THE RECORDS Block Start

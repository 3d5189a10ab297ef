//! `HL` hierarchical-level loop resolution.
//!
//! X12 transactions such as 837P thread a parent/child hierarchy through
//! a flat sequence of `HL` segments rather than nesting: each `HL`
//! carries its own id, an optional parent id, and a level code, and the
//! nesting is reconstructed by following those ids rather than by
//! grammar structure. This has no counterpart in the bundled record-group
//! grammars, so it is resolved as a pass over the matched `HL` segments
//! once the tree has been assembled.

use std::collections::HashMap;

use edi_types::SegmentPosition;
use edi_validate::{codes, DiagnosticCollector, Location};

use crate::tree::AssembledSegment;

/// One `HL` segment's hierarchy fields: `HL01` (id), `HL02` (parent id,
/// empty at the top of the hierarchy), `HL03` (level code), `HL04`
/// (child code, `1` if subordinate `HL`s follow).
#[derive(Debug, Clone)]
pub struct HlRecord {
    pub id: String,
    pub parent_id: Option<String>,
    pub level_code: String,
    pub has_children: bool,
    pub position: SegmentPosition,
}

/// Resolves parent/child links across every `HL` segment in a message.
#[derive(Debug, Default)]
pub struct HlIndex {
    records: Vec<HlRecord>,
    by_id: HashMap<String, usize>,
}

impl HlIndex {
    /// Builds the index from `HL` segments in document order, recording
    /// `E210-HL-ORPHAN-PARENT` for any `HL02` that names an id no `HL`
    /// in the message ever declares.
    pub fn build(hl_segments: &[AssembledSegment<'_>], diagnostics: &mut DiagnosticCollector) -> Self {
        let mut records = Vec::with_capacity(hl_segments.len());
        let mut by_id = HashMap::with_capacity(hl_segments.len());

        for segment in hl_segments {
            let id = segment.raw.get_element(0).to_string();
            let parent_raw = segment.raw.get_element(1);
            let parent_id = if parent_raw.is_empty() {
                None
            } else {
                Some(parent_raw.to_string())
            };
            let level_code = segment.raw.get_element(2).to_string();
            let has_children = segment.raw.get_element(3) == "1";

            by_id.insert(id.clone(), records.len());
            records.push(HlRecord {
                id,
                parent_id,
                level_code,
                has_children,
                position: segment.raw.position,
            });
        }

        let index = Self { records, by_id };
        index.check_orphans(diagnostics);
        index
    }

    fn check_orphans(&self, diagnostics: &mut DiagnosticCollector) {
        for record in &self.records {
            let Some(parent_id) = &record.parent_id else {
                continue;
            };
            if self.by_id.contains_key(parent_id) {
                continue;
            }
            let location = Location::at_byte(record.position.byte_offset, record.position.line)
                .with_segment("HL", record.position.segment_number);
            diagnostics.emit(
                codes::E210_HL_ORPHAN_PARENT
                    .diagnostic()
                    .with_location(location)
                    .with_expected(format!("a declared HL with id {parent_id}"))
                    .with_actual(record.id.clone()),
            );
        }
    }

    pub fn get(&self, id: &str) -> Option<&HlRecord> {
        self.by_id.get(id).map(|&index| &self.records[index])
    }

    pub fn len(&self) -> usize {
        self.records.len()
    }

    pub fn is_empty(&self) -> bool {
        self.records.is_empty()
    }

    /// Ancestors from the immediate parent up to the root, stopping at
    /// the first reference that doesn't resolve (already reported as an
    /// orphan by [`Self::build`]).
    pub fn parent_chain(&self, id: &str) -> Vec<&HlRecord> {
        let mut chain = Vec::new();
        let mut current = self.get(id).and_then(|record| record.parent_id.as_deref());
        while let Some(parent_id) = current {
            match self.get(parent_id) {
                Some(record) => {
                    chain.push(record);
                    current = record.parent_id.as_deref();
                }
                None => break,
            }
        }
        chain
    }

    pub fn children_of<'s>(&'s self, id: &str) -> impl Iterator<Item = &'s HlRecord> {
        self.records.iter().filter(move |record| record.parent_id.as_deref() == Some(id))
    }

    pub fn roots(&self) -> impl Iterator<Item = &HlRecord> {
        self.records.iter().filter(|record| record.parent_id.is_none())
    }
}

#[cfg(test)]
mod tests {
    use super::*;
    use edi_types::RawSegment;

    fn hl<'a>(id: &'a str, parent: &'a str, level: &'a str, child: &'a str, number: u32) -> AssembledSegment<'a> {
        AssembledSegment {
            raw: RawSegment::new(
                "HL",
                vec![vec![vec![id]], vec![vec![parent]], vec![vec![level]], vec![vec![child]]],
                SegmentPosition::new(number, 0, number, 1),
            ),
            values: vec![],
        }
    }

    #[test]
    fn resolves_three_level_chain() {
        let segments = vec![
            hl("1", "", "20", "1", 1),
            hl("2", "1", "22", "0", 2),
            hl("3", "2", "23", "0", 3),
        ];
        let mut diagnostics = DiagnosticCollector::new();
        let index = HlIndex::build(&segments, &mut diagnostics);
        assert!(diagnostics.is_empty());

        let chain = index.parent_chain("3");
        assert_eq!(chain.iter().map(|r| r.id.as_str()).collect::<Vec<_>>(), vec!["2", "1"]);
        assert_eq!(index.roots().count(), 1);
        assert_eq!(index.get("1").unwrap().level_code, "20");
        assert!(!index.get("2").unwrap().has_children);
    }

    #[test]
    fn orphan_parent_reference_is_reported() {
        let segments = vec![hl("5", "99", "22", "0", 1)];
        let mut diagnostics = DiagnosticCollector::new();
        let index = HlIndex::build(&segments, &mut diagnostics);
        assert!(diagnostics.has_errors());
        assert!(index.parent_chain("5").is_empty());
    }

    #[test]
    fn children_of_finds_direct_descendants() {
        let segments = vec![
            hl("1", "", "20", "1", 1),
            hl("2", "1", "22", "0", 2),
            hl("3", "1", "22", "0", 3),
        ];
        let mut diagnostics = DiagnosticCollector::new();
        let index = HlIndex::build(&segments, &mut diagnostics);
        let children: Vec<&str> = index.children_of("1").map(|r| r.id.as_str()).collect();
        assert_eq!(children, vec!["2", "3"]);
    }
}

THE RECORDS Block End

EXERCISE —
The first line of the listing above through the line containing "empty at the": print exactly that, both ends included.

OUTPUT OF THE TASK —
repository 3d5189a10ab297ef
//! `HL` hierarchical-level loop resolution.
//!
//! X12 transactions such as 837P thread a parent/child hierarchy through
//! a flat sequence of `HL` segments rather than nesting: each `HL`
//! carries its own id, an optional parent id, and a level code, and the
//! nesting is reconstructed by following those ids rather than by
//! grammar structure. This has no counterpart in the bundled record-group
//! grammars, so it is resolved as a pass over the matched `HL` segments
//! once the tree has been assembled.

use std::collections::HashMap;

use edi_types::SegmentPosition;
use edi_validate::{codes, DiagnosticCollector, Location};

use crate::tree::AssembledSegment;

/// One `HL` segment's hierarchy fields: `HL01` (id), `HL02` (parent id,
/// empty at the top of the hierarchy), `HL03` (level code), `HL04`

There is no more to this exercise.